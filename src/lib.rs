// Core modules
mod device_settings;
mod error;
mod services;
mod settings;

// CLI module
pub mod cli;

// Public exports
pub use device_settings::{
    Activation, Control, InfoRequest, InfoResponse, Phase, SettingsLayout, SettingsState,
    SettingsView, StatusKind, StatusLine,
};
pub use error::AppError;
pub use services::{strip_version_prefix, DeviceApi, DeviceInfo, DeviceInfoFetcher};
pub use settings::{get_settings, update_settings, AppSettings, Connection};
use crossterm::event::{KeyCode, KeyEvent, KeyModifiers};

use crate::cli::i18n::{texts, Catalog};
use crate::device_settings::{Activation, InfoResponse, SettingsView};

#[derive(Debug, Clone, Copy, PartialEq, Eq)]
pub enum ToastKind {
    Info,
    Warning,
    Error,
}

#[derive(Debug, Clone)]
pub struct Toast {
    pub message: String,
    pub kind: ToastKind,
    pub remaining_ticks: u16,
}

impl Toast {
    pub fn new(message: impl Into<String>, kind: ToastKind) -> Self {
        Self {
            message: message.into(),
            kind,
            remaining_ticks: 12,
        }
    }
}

#[derive(Debug, Clone, Copy, PartialEq, Eq)]
pub enum Overlay {
    None,
    Help,
}

impl Overlay {
    pub fn is_active(&self) -> bool {
        !matches!(self, Overlay::None)
    }
}

#[derive(Debug, Clone, PartialEq, Eq)]
pub enum Action {
    None,
    Activate(usize),
    Quit,
}

pub const CONTROL_COUNT: usize = 5;

#[derive(Debug)]
pub struct App {
    pub view: SettingsView,
    pub catalog: &'static Catalog,
    pub focus: usize,
    pub overlay: Overlay,
    pub toast: Option<Toast>,
    pub should_quit: bool,
}

impl App {
    pub fn new(view: SettingsView, catalog: &'static Catalog) -> Self {
        Self {
            view,
            catalog,
            focus: 0,
            overlay: Overlay::None,
            toast: None,
            should_quit: false,
        }
    }

    pub fn on_tick(&mut self) {
        if let Some(toast) = &mut self.toast {
            if toast.remaining_ticks > 0 {
                toast.remaining_ticks -= 1;
            }
            if toast.remaining_ticks == 0 {
                self.toast = None;
            }
        }
    }

    pub fn push_toast(&mut self, message: impl Into<String>, kind: ToastKind) {
        self.toast = Some(Toast::new(message, kind));
    }

    pub fn on_info_response(&mut self, response: InfoResponse) {
        let failed = response.result.is_err();
        if self.view.apply(response) && failed {
            self.push_toast(texts::device_info_failed(self.catalog), ToastKind::Warning);
        }
    }

    pub fn on_key(&mut self, key: KeyEvent) -> Action {
        if key.modifiers.contains(KeyModifiers::CONTROL) && matches!(key.code, KeyCode::Char('c')) {
            self.should_quit = true;
            return Action::Quit;
        }

        if self.overlay.is_active() {
            if matches!(
                key.code,
                KeyCode::Esc | KeyCode::Char('?') | KeyCode::Char('q') | KeyCode::Enter
            ) {
                self.overlay = Overlay::None;
            }
            return Action::None;
        }

        match key.code {
            KeyCode::Char('q') | KeyCode::Esc => {
                self.should_quit = true;
                Action::Quit
            }
            KeyCode::Char('?') => {
                self.overlay = Overlay::Help;
                Action::None
            }
            KeyCode::Left | KeyCode::Char('h') | KeyCode::BackTab => {
                self.focus = (self.focus + CONTROL_COUNT - 1) % CONTROL_COUNT;
                Action::None
            }
            KeyCode::Right | KeyCode::Char('l') | KeyCode::Tab => {
                self.focus = (self.focus + 1) % CONTROL_COUNT;
                Action::None
            }
            KeyCode::Home => {
                self.focus = 0;
                Action::None
            }
            KeyCode::End => {
                self.focus = CONTROL_COUNT - 1;
                Action::None
            }
            KeyCode::Enter | KeyCode::Char(' ') => Action::Activate(self.focus),
            _ => Action::None,
        }
    }

    pub fn activate(&mut self, index: usize) {
        let layout = self.view.layout(self.catalog);
        let Some(control) = layout.controls.get(index) else {
            return;
        };
        let label = control.label(self.catalog);

        match control.activate() {
            Activation::Blocked => {
                self.push_toast(
                    texts::control_disabled(self.catalog, &label),
                    ToastKind::Warning,
                );
            }
            Activation::Navigate(target) => {
                log::info!("navigate to {target}");
                self.push_toast(
                    texts::control_opens(self.catalog, &label, &target),
                    ToastKind::Info,
                );
            }
            Activation::Delegated { device_id } => {
                self.push_toast(
                    texts::control_delegated(self.catalog, &label, &device_id),
                    ToastKind::Info,
                );
            }
        }
    }
}
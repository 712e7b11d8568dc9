use std::path::Path;
use std::sync::{Mutex, MutexGuard, OnceLock};

use tempfile::TempDir;

fn test_mutex() -> &'static Mutex<()> {
    static MUTEX: OnceLock<Mutex<()>> = OnceLock::new();
    MUTEX.get_or_init(|| Mutex::new(()))
}

pub fn lock_test_mutex() -> MutexGuard<'static, ()> {
    match test_mutex().lock() {
        Ok(guard) => guard,
        Err(poisoned) => poisoned.into_inner(),
    }
}

/// Points HOME at a fresh directory until dropped.
pub struct TestHome {
    dir: TempDir,
    previous: Option<std::ffi::OsString>,
}

impl TestHome {
    pub fn path(&self) -> &Path {
        self.dir.path()
    }
}

impl Drop for TestHome {
    fn drop(&mut self) {
        match self.previous.take() {
            Some(prev) => std::env::set_var("HOME", prev),
            None => std::env::remove_var("HOME"),
        }
    }
}

pub fn ensure_test_home() -> TestHome {
    let dir = tempfile::tempdir().expect("create temp home");
    let previous = std::env::var_os("HOME");
    std::env::set_var("HOME", dir.path());
    TestHome { dir, previous }
}
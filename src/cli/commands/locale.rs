use clap::Args;

use crate::cli::i18n::{catalog, Params};
use crate::cli::ui::{error, highlight, success};
use crate::error::AppError;

#[derive(Args, Debug, Clone)]
pub struct TranslateCommand {
    /// Dotted localization key (example: dbb.error.109_touch)
    pub key: String,

    /// Interpolation value, repeatable (example: -p remainingAttempts=2)
    #[arg(short = 'p', long = "param", value_parser = parse_param)]
    pub params: Vec<(String, String)>,
}

fn parse_param(raw: &str) -> Result<(String, String), String> {
    let (name, value) = raw
        .split_once('=')
        .ok_or_else(|| format!("expected NAME=VALUE, got '{raw}'"))?;
    let name = name.trim();
    if name.is_empty() {
        return Err(format!("parameter name is empty in '{raw}'"));
    }
    Ok((name.to_string(), value.to_string()))
}

fn build_params(pairs: &[(String, String)]) -> Params {
    pairs
        .iter()
        .fold(Params::new(), |params, (name, value)| params.with(name.clone(), value))
}

pub fn execute_translate(cmd: TranslateCommand) -> Result<(), AppError> {
    let text = catalog().translate(cmd.key.trim(), &build_params(&cmd.params))?;
    println!("{text}");
    Ok(())
}

pub fn execute_check() -> Result<(), AppError> {
    let catalog = catalog();
    let defects = catalog.validate();
    let total = catalog.keys().len();

    if defects.is_empty() {
        println!(
            "{}",
            success(&format!("✓ {total} localization keys resolve cleanly"))
        );
        return Ok(());
    }

    println!("{}", highlight("Localization defects"));
    for defect in &defects {
        println!("{} {}: {}", error("✗"), defect.key, defect.error);
    }
    Err(AppError::Config(format!(
        "{} of {total} localization keys do not resolve",
        defects.len()
    )))
}

#[cfg(test)]
mod tests {
    use super::*;

    #[test]
    fn parse_param_splits_on_first_equals() {
        assert_eq!(
            parse_param("target=/a=b").expect("parse"),
            ("target".to_string(), "/a=b".to_string())
        );
        assert!(parse_param("novalue").is_err());
        assert!(parse_param(" =x").is_err());
    }

    #[test]
    fn translate_uses_params() {
        let params = build_params(&[("remainingAttempts".to_string(), "5".to_string())]);
        let text = catalog()
            .translate("dbb.error.109_normal", &params)
            .expect("translate");
        assert_eq!(
            text,
            "Wrong password. 5 attempts remain before the device is reset."
        );
    }

    #[test]
    fn translate_unknown_key_is_an_error() {
        let err = execute_translate(TranslateCommand {
            key: "nope.nothing".to_string(),
            params: Vec::new(),
        })
        .expect_err("unknown key");
        assert!(matches!(err, AppError::Localization(_)));
    }

    #[test]
    fn bundled_catalog_passes_check() {
        execute_check().expect("bundled catalog is clean");
    }
}
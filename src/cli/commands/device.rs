use std::collections::BTreeMap;

use serde::Serialize;

use crate::cli::i18n::{catalog, texts};
use crate::cli::ui::{create_table, highlight, info, to_json, warning};
use crate::error::AppError;
use crate::services::device::DeviceApi;
use crate::settings::Connection;

#[derive(Debug, Serialize, PartialEq, Eq)]
#[serde(rename_all = "camelCase")]
struct InfoReport {
    device_id: String,
    firmware_version: Option<String>,
    locked: bool,
    sdcard: bool,
}

fn create_runtime() -> Result<tokio::runtime::Runtime, AppError> {
    tokio::runtime::Builder::new_current_thread()
        .enable_all()
        .build()
        .map_err(|e| AppError::Message(format!("Failed to create runtime: {e}")))
}

/// An explicit ID wins; otherwise exactly one registered device is required.
fn pick_device(
    requested: Option<&str>,
    registered: &BTreeMap<String, String>,
) -> Result<String, AppError> {
    if let Some(id) = requested.map(str::trim).filter(|s| !s.is_empty()) {
        return Ok(id.to_string());
    }

    let mut ids = registered.keys();
    match (ids.next(), ids.next()) {
        (None, _) => Err(AppError::Message(
            "No device connected. Plug in a device or pass a device ID.".to_string(),
        )),
        (Some(only), None) => Ok(only.clone()),
        (Some(_), Some(_)) => Err(AppError::InvalidInput(format!(
            "Several devices are connected ({}); pass a device ID.",
            registered.keys().cloned().collect::<Vec<_>>().join(", ")
        ))),
    }
}

async fn resolve_device_id(api: &DeviceApi, requested: Option<&str>) -> Result<String, AppError> {
    if requested.map(str::trim).is_some_and(|s| !s.is_empty()) {
        return pick_device(requested, &BTreeMap::new());
    }
    let registered = api.registered_devices().await?;
    pick_device(None, &registered)
}

pub fn execute_settings(connection: &Connection, device_id: Option<&str>) -> Result<(), AppError> {
    let api = DeviceApi::new(connection)?;
    let device_id = create_runtime()?.block_on(resolve_device_id(&api, device_id))?;
    log::debug!("opening settings for device {device_id}");
    crate::cli::tui::run(connection, &device_id)
}

pub fn execute_info(
    connection: &Connection,
    device_id: Option<&str>,
    json: bool,
) -> Result<(), AppError> {
    let api = DeviceApi::new(connection)?;
    let report = create_runtime()?.block_on(async {
        let device_id = resolve_device_id(&api, device_id).await?;
        let info = api.device_info(&device_id).await?;
        Ok::<_, AppError>(InfoReport {
            firmware_version: info.firmware_version(),
            locked: info.lock,
            sdcard: info.sdcard,
            device_id,
        })
    })?;

    if json {
        let text = to_json(&report).map_err(|e| AppError::JsonSerialize { source: e })?;
        println!("{text}");
        return Ok(());
    }

    println!("{}", highlight(&texts::device_settings_title(catalog())));
    let mut table = create_table();
    table.add_row(vec!["Device", report.device_id.as_str()]);
    table.add_row(vec![
        "Firmware version",
        report.firmware_version.as_deref().unwrap_or("-"),
    ]);
    table.add_row(vec!["Locked", if report.locked { "yes" } else { "no" }]);
    table.add_row(vec!["SD card", if report.sdcard { "inserted" } else { "none" }]);
    println!("{table}");

    if report.sdcard {
        println!(
            "{}",
            warning("Keep the SD card stored securely unless you want to manage backups.")
        );
    }
    Ok(())
}

pub fn execute_devices(connection: &Connection) -> Result<(), AppError> {
    let api = DeviceApi::new(connection)?;
    let devices = create_runtime()?.block_on(api.registered_devices())?;

    if devices.is_empty() {
        println!("{}", info("No device connected."));
        return Ok(());
    }

    let mut table = create_table();
    table.set_header(vec!["Device ID", "Product"]);
    for (id, product) in &devices {
        table.add_row(vec![id.as_str(), product.as_str()]);
    }
    println!("{table}");
    Ok(())
}

#[cfg(test)]
mod tests {
    use super::*;

    fn registered(ids: &[&str]) -> BTreeMap<String, String> {
        ids.iter()
            .map(|id| (id.to_string(), "bitbox".to_string()))
            .collect()
    }

    #[test]
    fn explicit_device_id_wins() {
        assert_eq!(
            pick_device(Some(" abc "), &registered(&["x", "y"])).expect("pick"),
            "abc"
        );
    }

    #[test]
    fn single_registered_device_is_picked() {
        assert_eq!(pick_device(None, &registered(&["only"])).expect("pick"), "only");
        assert_eq!(pick_device(Some(""), &registered(&["only"])).expect("pick"), "only");
    }

    #[test]
    fn no_or_many_devices_need_an_id() {
        assert!(matches!(
            pick_device(None, &registered(&[])),
            Err(AppError::Message(_))
        ));
        let err = pick_device(None, &registered(&["a", "b"])).expect_err("ambiguous");
        assert!(err.to_string().contains("a, b"));
    }

    #[test]
    fn info_report_serializes_camel_case() {
        let report = InfoReport {
            device_id: "abc".to_string(),
            firmware_version: Some("1.2.3".to_string()),
            locked: false,
            sdcard: true,
        };
        let value = serde_json::to_value(&report).expect("serialize");
        assert_eq!(
            value,
            serde_json::json!({
                "deviceId": "abc",
                "firmwareVersion": "1.2.3",
                "locked": false,
                "sdcard": true
            })
        );
    }
}
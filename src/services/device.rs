use std::collections::BTreeMap;
use std::future::Future;

use reqwest::header::AUTHORIZATION;
use reqwest::Client;
use serde::de::DeserializeOwned;
use serde::{Deserialize, Serialize};
use url::Url;

use crate::error::AppError;
use crate::settings::Connection;

const USER_AGENT: &str = concat!(env!("CARGO_PKG_NAME"), "/", env!("CARGO_PKG_VERSION"));

/// Payload of `GET devices/{id}/info`.
#[derive(Debug, Clone, PartialEq, Eq, Serialize, Deserialize)]
pub struct DeviceInfo {
    /// Reported as `v<semver>`.
    pub version: String,
    /// Whether a micro SD card is inserted.
    #[serde(default)]
    pub sdcard: bool,
    pub lock: bool,
}

impl DeviceInfo {
    pub fn firmware_version(&self) -> Option<String> {
        strip_version_prefix(&self.version)
    }
}

/// Trims surrounding whitespace, then drops one leading `v`; blank versions
/// count as absent.
pub fn strip_version_prefix(version: &str) -> Option<String> {
    let trimmed = version.trim();
    let stripped = trimmed.strip_prefix('v').unwrap_or(trimmed);
    if stripped.is_empty() {
        None
    } else {
        Some(stripped.to_string())
    }
}

/// Source of device info for the settings view.
pub trait DeviceInfoFetcher {
    fn fetch_info(&self, device_id: &str) -> impl Future<Output = Result<DeviceInfo, AppError>>;
}

/// Client for the backend's local HTTP API (`<base>/api/...`).
#[derive(Debug, Clone)]
pub struct DeviceApi {
    client: Client,
    base_url: Url,
    token: Option<String>,
}

impl DeviceApi {
    pub fn new(connection: &Connection) -> Result<Self, AppError> {
        let client = Client::builder()
            .timeout(connection.timeout)
            .user_agent(USER_AGENT)
            .build()
            .map_err(|e| AppError::Message(format!("Failed to initialize HTTP client: {e}")))?;

        Ok(Self {
            client,
            base_url: connection.base_url.clone(),
            token: connection.token.clone(),
        })
    }

    pub fn endpoint_url(&self, segments: &[&str]) -> Result<Url, AppError> {
        let mut url = self.base_url.clone();
        {
            let mut path = url.path_segments_mut().map_err(|_| {
                AppError::Config(format!("API URL cannot be a base: {}", self.base_url))
            })?;
            path.pop_if_empty().push("api").extend(segments);
        }
        Ok(url)
    }

    async fn get_json<T: DeserializeOwned>(&self, segments: &[&str]) -> Result<T, AppError> {
        let endpoint = segments.join("/");
        let url = self.endpoint_url(segments)?;
        log::debug!("GET {url}");

        let mut request = self.client.get(url);
        if let Some(token) = self.token.as_deref() {
            request = request.header(AUTHORIZATION, format!("Basic {token}"));
        }

        let response = request
            .send()
            .await
            .map_err(|e| AppError::http(&endpoint, e))?;
        let status = response.status();
        if !status.is_success() {
            return Err(AppError::http(&endpoint, format!("HTTP {status}")));
        }

        response
            .json::<T>()
            .await
            .map_err(|source| AppError::MalformedResponse { endpoint, source })
    }

    pub async fn device_info(&self, device_id: &str) -> Result<DeviceInfo, AppError> {
        let device_id = device_id.trim();
        if device_id.is_empty() {
            return Err(AppError::InvalidInput(
                "device ID must not be empty".to_string(),
            ));
        }
        self.get_json(&["devices", device_id, "info"]).await
    }

    /// Device ID → product type of every device the backend knows.
    pub async fn registered_devices(&self) -> Result<BTreeMap<String, String>, AppError> {
        self.get_json(&["devices", "registered"]).await
    }
}

impl DeviceInfoFetcher for DeviceApi {
    async fn fetch_info(&self, device_id: &str) -> Result<DeviceInfo, AppError> {
        self.device_info(device_id).await
    }
}
//! Environment variable source: ENVMERGE_ prefix with __ separator

use config::builder::DefaultState;
use config::ConfigBuilder;
use config::ConfigError;
use config::Environment;
use config::Map;

pub const ENV_PREFIX: &str = "ENVMERGE";

/// Add environment variable overlay to builder.
///
/// `ENVMERGE__SMS__API_KEY` sets `sms.api_key`. Values are kept as strings so a
/// token like `0123` is never reparsed as a number. `vars` replaces the process
/// environment when given.
pub fn add_to_builder(
    builder: ConfigBuilder<DefaultState>,
    vars: Option<Map<String, String>>,
) -> Result<ConfigBuilder<DefaultState>, ConfigError> {
    let builder = builder.add_source(
        Environment::with_prefix(ENV_PREFIX)
            .separator("__")
            .source(vars),
    );
    Ok(builder)
}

_THE TASK_
Pull every line with "MutexGuard" from the records.

_SOLUTION_
use std::sync::{Mutex, MutexGuard, OnceLock};
pub fn lock_test_mutex() -> MutexGuard<'static, ()> {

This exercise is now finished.